Hello, the problem here is that this function is incredibly unsound. A MemoryBuffer provides "read-only access to a block of memory" (docs), which means that when one is made with create_from_memory_range it still points into the original source &[u8]. This means that if and when that original &[u8] is dropped, the underlying memory is invalidated and causes UB. This can also cause UB because the Rust owner of the byte slice can freely mutate the slice after they've created the MemoryBuffer while LLVM could be reading it, causing more UB. Additionally, a MemoryBuffer must be null terminated as stated in the description of MemoryBuffer, and inkwell currently does not check for this.
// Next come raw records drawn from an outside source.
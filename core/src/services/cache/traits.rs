//! Trait for cache service integration

use async_trait::async_trait;

/// A value to store together with its lifetime
#[derive(Debug, Clone, PartialEq, Eq)]
pub struct CacheEntry {
    pub key: String,
    pub value: String,
    pub ttl_seconds: u64,
}

impl CacheEntry {
    pub fn new(key: impl Into<String>, value: impl Into<String>, ttl_seconds: u64) -> Self {
        Self {
            key: key.into(),
            value: value.into(),
            ttl_seconds,
        }
    }
}

/// String key-value store with per-key expiry
#[async_trait]
pub trait CacheServiceTrait: Send + Sync {
    /// Read a value; expired or absent keys read as `None`
    async fn get(&self, key: &str) -> Result<Option<String>, String>;

    /// Store a value that expires after `ttl_seconds`
    async fn set_with_expiry(&self, key: &str, value: &str, ttl_seconds: u64) -> Result<(), String>;

    /// Read and delete a value in one atomic step
    async fn take(&self, key: &str) -> Result<Option<String>, String>;

    /// Check if a key is present
    async fn exists(&self, key: &str) -> Result<bool, String>;

    /// Delete a key, returning whether it existed
    async fn delete(&self, key: &str) -> Result<bool, String>;

    /// Atomically store `guard` only if its key is absent and, only then, `entry`.
    ///
    /// Returns `false` without writing anything when the guard key exists.
    async fn set_pair_if_absent(&self, guard: &CacheEntry, entry: &CacheEntry) -> Result<bool, String>;
}
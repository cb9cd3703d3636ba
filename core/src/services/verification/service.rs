//! Main verification service implementation

use chrono::Utc;
use constant_time_eq::constant_time_eq;
use mall_shared::phone::{is_valid_mobile, mask_phone_number};
use mall_shared::DispatchMode;
use std::sync::Arc;
use std::time::Duration;
use uuid::Uuid;

use crate::domain::entities::verification_code::{
    generate_sms_code, image_code_key, image_code_matches, is_valid_code_format, send_flag_key,
    sms_code_key, SEND_FLAG_MARKER,
};
use crate::errors::{DomainError, DomainResult, VerificationError};
use crate::services::cache::{CacheEntry, CacheServiceTrait};

use super::config::VerificationServiceConfig;
use super::traits::{CaptchaRendererTrait, SmsServiceTrait};
use super::types::{DispatchStatus, ImageChallenge, SendCodeResult, VerifyCodeResult};

/// Verification service for image challenges and SMS codes
pub struct VerificationService<S, C, G>
where
    S: SmsServiceTrait + 'static,
    C: CacheServiceTrait,
    G: CaptchaRendererTrait,
{
    /// SMS gateway for delivering codes
    sms_service: Arc<S>,
    /// Verification store for challenges, codes and throttle flags
    cache_service: Arc<C>,
    /// Renders challenge answers into images
    captcha_renderer: Arc<G>,
    config: VerificationServiceConfig,
}

impl<S, C, G> VerificationService<S, C, G>
where
    S: SmsServiceTrait + 'static,
    C: CacheServiceTrait,
    G: CaptchaRendererTrait,
{
    /// Create a new verification service
    ///
    /// # Arguments
    ///
    /// * `sms_service` - SMS gateway implementation
    /// * `cache_service` - Verification store implementation
    /// * `captcha_renderer` - Captcha image renderer
    /// * `config` - Service configuration
    pub fn new(
        sms_service: Arc<S>,
        cache_service: Arc<C>,
        captcha_renderer: Arc<G>,
        config: VerificationServiceConfig,
    ) -> Self {
        Self {
            sms_service,
            cache_service,
            captcha_renderer,
            config,
        }
    }

    pub fn config(&self) -> &VerificationServiceConfig {
        &self.config
    }

    /// Issue a new image challenge under a client-chosen id
    ///
    /// Re-issuing for the same id replaces the previous answer.
    pub async fn issue_image_challenge(&self, challenge_id: &str) -> DomainResult<ImageChallenge> {
        let challenge_id = Uuid::parse_str(challenge_id.trim()).map_err(|_| DomainError::Validation {
            message: format!("Invalid challenge id: {}", challenge_id),
        })?;

        let captcha = self.captcha_renderer.generate().map_err(|e| DomainError::Internal {
            message: format!("Failed to render captcha: {}", e),
        })?;

        let key = image_code_key(&challenge_id.to_string());
        self.cache_service
            .set_with_expiry(&key, &captcha.answer, self.config.image_code_expiry_seconds)
            .await
            .map_err(|e| {
                tracing::error!(
                    challenge_id = %challenge_id,
                    error = %e,
                    event = "image_code_storage_failed",
                    "Failed to store image code"
                );
                DomainError::Cache {
                    message: format!("Failed to store image code: {}", e),
                }
            })?;

        tracing::debug!(challenge_id = %challenge_id, event = "image_code_issued", "Issued image challenge");

        Ok(ImageChallenge {
            challenge_id,
            image: captcha.image,
            expires_in_seconds: self.config.image_code_expiry_seconds,
        })
    }

    /// Issue an SMS code for a mobile number
    ///
    /// This method:
    /// 1. Validates the inputs
    /// 2. Rejects mobiles inside their resend interval
    /// 3. Consumes the image challenge (whatever the outcome)
    /// 4. Compares the challenge answer ignoring case
    /// 5. Generates a new code
    /// 6. Stores throttle flag and code together, only if no flag exists
    /// 7. Hands the code to the SMS gateway
    ///
    /// Gateway failures are logged and do not fail the call; the stored code
    /// and throttle flag stay in place.
    pub async fn send_sms_code(
        &self,
        mobile: &str,
        image_code: &str,
        challenge_id: &str,
    ) -> DomainResult<SendCodeResult> {
        let mobile = require("mobile", mobile)?;
        let image_code = require("image_code", image_code)?;
        let challenge_id = require("uuid", challenge_id)?;

        if !is_valid_mobile(mobile) {
            return Err(DomainError::Validation {
                message: format!("Invalid mobile number: {}", mask_phone_number(mobile)),
            });
        }
        let masked = mask_phone_number(mobile);

        // Checked before the challenge so a throttled request keeps its challenge
        let throttled = self
            .cache_service
            .exists(&send_flag_key(mobile))
            .await
            .map_err(cache_error)?;
        if throttled {
            tracing::warn!(phone = %masked, event = "sms_rate_limited", "SMS code requested inside resend interval");
            return Err(DomainError::RateLimited {
                retry_after_seconds: self.config.send_interval_seconds,
            });
        }

        let stored_answer = self
            .cache_service
            .take(&challenge_key(challenge_id))
            .await
            .map_err(cache_error)?
            .ok_or_else(|| {
                tracing::info!(phone = %masked, event = "image_code_expired", "Image challenge missing or expired");
                VerificationError::ImageCodeExpired
            })?;

        if !image_code_matches(&stored_answer, image_code) {
            tracing::info!(phone = %masked, event = "image_code_mismatch", "Image challenge answer rejected");
            return Err(VerificationError::ImageCodeMismatch.into());
        }

        let code = generate_sms_code();
        let guard = CacheEntry::new(
            send_flag_key(mobile),
            SEND_FLAG_MARKER,
            self.config.send_interval_seconds,
        );
        let entry = CacheEntry::new(sms_code_key(mobile), code.clone(), self.config.sms_code_expiry_seconds);

        let written = self
            .cache_service
            .set_pair_if_absent(&guard, &entry)
            .await
            .map_err(|e| {
                tracing::error!(phone = %masked, error = %e, event = "sms_code_storage_failed", "Failed to store SMS code");
                cache_error(e)
            })?;
        if !written {
            // A concurrent request for the same mobile stored its code first
            tracing::warn!(phone = %masked, event = "sms_rate_limited", "Lost race for resend interval");
            return Err(DomainError::RateLimited {
                retry_after_seconds: self.config.send_interval_seconds,
            });
        }

        tracing::info!(phone = %masked, event = "sms_code_issued", "Issued SMS verification code");

        let dispatch = self.dispatch(mobile, code).await;
        let resend_after_seconds = self.config.send_interval_seconds;

        Ok(SendCodeResult {
            mobile: mobile.to_string(),
            resend_after_seconds,
            next_resend_at: Utc::now() + chrono::Duration::seconds(resend_after_seconds as i64),
            dispatch,
        })
    }

    /// Check an SMS code submitted during registration
    pub async fn verify_sms_code(&self, mobile: &str, code: &str) -> DomainResult<VerifyCodeResult> {
        let mobile = require("mobile", mobile)?;
        let code = require("sms_code", code)?;
        let key = sms_code_key(mobile);

        // Malformed codes never reach the store
        if !is_valid_code_format(code) {
            tracing::info!(
                phone = %mask_phone_number(mobile),
                event = "sms_code_malformed",
                "SMS code rejected"
            );
            return Err(VerificationError::SmsCodeMismatch.into());
        }

        let stored = self
            .cache_service
            .get(&key)
            .await
            .map_err(cache_error)?
            .ok_or(VerificationError::SmsCodeExpired)?;

        if !constant_time_eq(stored.as_bytes(), code.as_bytes()) {
            tracing::info!(
                phone = %mask_phone_number(mobile),
                event = "sms_code_mismatch",
                "SMS code rejected"
            );
            return Err(VerificationError::SmsCodeMismatch.into());
        }

        let consumed = if self.config.consume_on_verify {
            self.cache_service.delete(&key).await.map_err(cache_error)?
        } else {
            false
        };

        tracing::info!(
            phone = %mask_phone_number(mobile),
            consumed,
            event = "sms_code_verified",
            "SMS code verified"
        );

        Ok(VerifyCodeResult { consumed })
    }

    async fn dispatch(&self, mobile: &str, code: String) -> DispatchStatus {
        let sms = Arc::clone(&self.sms_service);
        let mobile = mobile.to_string();
        let expiry_minutes = self.config.sms_code_expiry_minutes();
        let timeout = self.config.gateway_timeout;

        match self.config.dispatch_mode {
            DispatchMode::Inline => deliver(sms, mobile, code, expiry_minutes, timeout).await,
            DispatchMode::Background => {
                tokio::spawn(deliver(sms, mobile, code, expiry_minutes, timeout));
                DispatchStatus::Scheduled
            }
        }
    }
}

async fn deliver<S: SmsServiceTrait + ?Sized>(
    sms: Arc<S>,
    mobile: String,
    code: String,
    expiry_minutes: u64,
    timeout: Duration,
) -> DispatchStatus {
    let masked = mask_phone_number(&mobile);
    match tokio::time::timeout(timeout, sms.send_verification_code(&mobile, &code, expiry_minutes)).await {
        Ok(Ok(message_id)) => {
            tracing::info!(phone = %masked, message_id = %message_id, event = "sms_sent", "SMS code delivered to gateway");
            DispatchStatus::Delivered { message_id }
        }
        Ok(Err(reason)) => {
            tracing::error!(phone = %masked, error = %reason, event = "sms_send_failed", "SMS gateway rejected code");
            DispatchStatus::Failed { reason }
        }
        Err(_) => {
            tracing::error!(
                phone = %masked,
                timeout_secs = timeout.as_secs(),
                event = "sms_send_timeout",
                "SMS gateway timed out"
            );
            DispatchStatus::TimedOut
        }
    }
}

fn require<'a>(name: &str, value: &'a str) -> DomainResult<&'a str> {
    let value = value.trim();
    if value.is_empty() {
        return Err(DomainError::MissingParameter {
            name: name.to_string(),
        });
    }
    Ok(value)
}

/// Store key for a challenge id; UUID spellings all map to the hyphenated lowercase form
fn challenge_key(challenge_id: &str) -> String {
    match Uuid::parse_str(challenge_id) {
        Ok(id) => image_code_key(&id.to_string()),
        Err(_) => image_code_key(challenge_id),
    }
}

fn cache_error(e: String) -> DomainError {
    DomainError::Cache { message: e }
}
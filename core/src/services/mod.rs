//! Business services containing domain logic and use cases.

pub mod area;
pub mod cache;
pub mod verification;

// Re-export commonly used types
pub use area::{AreaService, AreaServiceConfig};
pub use cache::{CacheEntry, CacheServiceTrait, MockCacheService};
pub use verification::{
    CaptchaImage, CaptchaRendererTrait, DispatchStatus, GeneratedCaptcha, ImageChallenge,
    MockCaptchaRenderer,
    MockSmsService, SendCodeResult, SentSms, SmsServiceTrait, VerificationService,
    VerificationServiceConfig, VerifyCodeResult,
};
//! MySQL repository implementations

pub mod area_repository_impl;

pub use area_repository_impl::MySqlAreaRepository;
//! Mock SMS gateway and captcha renderer for testing

use async_trait::async_trait;
use std::sync::atomic::{AtomicBool, Ordering};
use std::sync::Arc;
use std::time::Duration;
use tokio::sync::Mutex;

use crate::domain::entities::verification_code::generate_image_code;

use super::traits::{CaptchaImage, CaptchaRendererTrait, GeneratedCaptcha, SmsServiceTrait};

/// One message handed to the mock gateway
#[derive(Debug, Clone, PartialEq, Eq)]
pub struct SentSms {
    pub mobile: String,
    pub code: String,
    pub expiry_minutes: u64,
}

/// Mock SMS service recording every message it is asked to send
pub struct MockSmsService {
    pub sent_messages: Arc<Mutex<Vec<SentSms>>>,
    should_fail: AtomicBool,
    delay: Option<Duration>,
}

impl MockSmsService {
    pub fn new(should_fail: bool) -> Self {
        Self {
            sent_messages: Arc::new(Mutex::new(Vec::new())),
            should_fail: AtomicBool::new(should_fail),
            delay: None,
        }
    }

    /// Wait this long before answering, to exercise timeouts
    pub fn with_delay(mut self, delay: Duration) -> Self {
        self.delay = Some(delay);
        self
    }

    pub fn set_should_fail(&self, fail: bool) {
        self.should_fail.store(fail, Ordering::SeqCst);
    }

    /// Last code sent to a mobile number
    pub async fn get_sent_code(&self, mobile: &str) -> Option<String> {
        self.sent_messages
            .lock()
            .await
            .iter()
            .rev()
            .find(|m| m.mobile == mobile)
            .map(|m| m.code.clone())
    }

    pub async fn sent_count(&self) -> usize {
        self.sent_messages.lock().await.len()
    }
}

#[async_trait]
impl SmsServiceTrait for MockSmsService {
    async fn send_verification_code(
        &self,
        mobile: &str,
        code: &str,
        expiry_minutes: u64,
    ) -> Result<String, String> {
        if let Some(delay) = self.delay {
            tokio::time::sleep(delay).await;
        }
        if self.should_fail.load(Ordering::SeqCst) {
            return Err("SMS service error".to_string());
        }
        let mut sent = self.sent_messages.lock().await;
        sent.push(SentSms {
            mobile: mobile.to_string(),
            code: code.to_string(),
            expiry_minutes,
        });
        Ok(format!("mock-msg-{}", sent.len()))
    }
}

/// Renderer that returns the answer as plain text
#[derive(Debug, Default)]
pub struct MockCaptchaRenderer {
    pub should_fail: bool,
    /// Fixed answer; a random one is drawn when unset
    pub answer: Option<String>,
}

impl MockCaptchaRenderer {
    pub fn with_answer(answer: &str) -> Self {
        Self {
            should_fail: false,
            answer: Some(answer.to_string()),
        }
    }
}

impl CaptchaRendererTrait for MockCaptchaRenderer {
    fn generate(&self) -> Result<GeneratedCaptcha, String> {
        if self.should_fail {
            return Err("Captcha rendering failed".to_string());
        }
        let answer = self.answer.clone().unwrap_or_else(generate_image_code);
        Ok(GeneratedCaptcha {
            image: CaptchaImage {
                content_type: "text/plain".to_string(),
                bytes: answer.as_bytes().to_vec(),
            },
            answer,
        })
    }
}
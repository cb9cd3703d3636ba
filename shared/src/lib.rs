//! Shared utilities and common types for the mall backend
//!
//! This crate provides common functionality used across all server modules:
//! - Configuration types loaded from the environment
//! - Response codes and the JSON response envelope
//! - Utility functions (mobile number validation and masking)

pub mod config;
pub mod types;
pub mod utils;

// Re-export commonly used items at crate root
pub use config::{
    AppConfig, AreaCacheConfig, CacheConfig, DatabaseConfig, DispatchMode, Environment,
    LogFormat, LoggingConfig, ServerConfig, SmsConfig, VerificationConfig,
};
pub use types::{JsonResponse, NoData, RetCode};
pub use utils::phone;
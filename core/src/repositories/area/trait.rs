//! Area repository trait defining read access to the area hierarchy.
//!
//! Areas are reference data: the service layer only reads them, so the trait
//! has no write operations.

use async_trait::async_trait;

use crate::domain::entities::area::Area;
use crate::errors::DomainError;

/// Repository trait for reading `Area` rows
///
/// Implementations map storage failures to `DomainError::Database`.
///
/// # Example Implementation
/// ```no_run
/// use async_trait::async_trait;
/// use mall_core::domain::entities::area::Area;
/// use mall_core::errors::DomainError;
/// use mall_core::repositories::AreaRepository;
///
/// struct StaticAreaRepository;
///
/// #[async_trait]
/// impl AreaRepository for StaticAreaRepository {
///     async fn find_provinces(&self) -> Result<Vec<Area>, DomainError> {
///         Ok(vec![Area::new(110000, "北京市", None)])
///     }
///
///     async fn find_by_id(&self, id: i64) -> Result<Option<Area>, DomainError> {
///         Ok((id == 110000).then(|| Area::new(110000, "北京市", None)))
///     }
///
///     async fn find_children(&self, _parent_id: i64) -> Result<Vec<Area>, DomainError> {
///         Ok(Vec::new())
///     }
/// }
/// ```
#[async_trait]
pub trait AreaRepository: Send + Sync {
    /// All areas without a parent, ordered by id
    async fn find_provinces(&self) -> Result<Vec<Area>, DomainError>;

    /// A single area by id
    ///
    /// # Returns
    /// * `Ok(Some(Area))` - Area found
    /// * `Ok(None)` - No area with this id
    async fn find_by_id(&self, id: i64) -> Result<Option<Area>, DomainError>;

    /// Direct children of an area, ordered by id
    async fn find_children(&self, parent_id: i64) -> Result<Vec<Area>, DomainError>;
}
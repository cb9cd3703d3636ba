//! Cache module for Redis-based caching
//!
//! This module provides the Redis client (retry logic, atomic take, guarded
//! pair writes) and the `CacheServiceTrait` implementation built on it.

pub mod cache_service;
pub mod redis_client;

#[cfg(test)]
mod tests;

pub use cache_service::RedisCacheService;
pub use redis_client::RedisClient;

// Re-export commonly used types
pub use mall_shared::config::CacheConfig;
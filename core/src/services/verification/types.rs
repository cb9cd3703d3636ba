//! Types for verification service results

use chrono::{DateTime, Utc};
use uuid::Uuid;

use super::traits::CaptchaImage;

/// What happened to the gateway call for an issued code
#[derive(Debug, Clone, PartialEq, Eq)]
pub enum DispatchStatus {
    /// Gateway accepted the message
    Delivered { message_id: String },
    /// Gateway rejected the message or the call failed
    Failed { reason: String },
    /// Gateway did not answer within the timeout
    TimedOut,
    /// Handed to a background task
    Scheduled,
}

/// Result of issuing an SMS code; never carries the code itself
#[derive(Debug, Clone)]
pub struct SendCodeResult {
    pub mobile: String,
    /// Seconds until another code may be requested
    pub resend_after_seconds: u64,
    /// When the user can request another code
    pub next_resend_at: DateTime<Utc>,
    pub dispatch: DispatchStatus,
}

/// Result of verifying an SMS code
#[derive(Debug, Clone, PartialEq, Eq)]
pub struct VerifyCodeResult {
    /// Whether the stored code was deleted after matching
    pub consumed: bool,
}

/// A freshly issued image challenge
#[derive(Debug, Clone)]
pub struct ImageChallenge {
    pub challenge_id: Uuid,
    pub image: CaptchaImage,
    pub expires_in_seconds: u64,
}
The docs of create_from_memory_range also say that the function is "leaking memory" when it isn't, it's just allowing LLVM to look at a slice of Rust-owned memory in a read-only fashion.

seanyoung commented 3 years ago

@Kixiron in the example above the &[u8] is 'static, so this does not hold any water.

Kixiron commented 3 years ago

MemoryBuffer does not have any lifetime constraints and the slice it receives can have an arbitrary lifetime, which means you can trivially cause use-after-free scenarios

seanyoung commented 3 years ago

That is true but how is that relevant for this bug?

jlegare commented 3 days ago

As an additional data point, the following snippet will work fine

        let source = "target triple = \"arm64-apple-macosx14.0.0\" \
define void @some_function() #0 { ret void }\n";
        let memory_buffer = MemoryBuffer::create_from_memory_range_copy(source.as_bytes(), "source");
        context.create_module_from_ir(memory_buffer).map_err(|message| message.to_string()).unwrap()

whereas this modified version will panic on the unwrap

        let source = "target triple = \"arm64-apple-macosx14.0.0\" \
define void @some_function() #0 { ret void }\n";
        let memory_buffer = MemoryBuffer::create_from_memory_range(source.as_bytes(), "source");
        context.create_module_from_ir(memory_buffer).map_err(|message| message.to_string()).unwrap()

The difference between the two code fragments is the use of MemoryBuffer::create_from_memory_range_copy() in the first case, and MemoryBuffer::create_from_memory_range() in the second.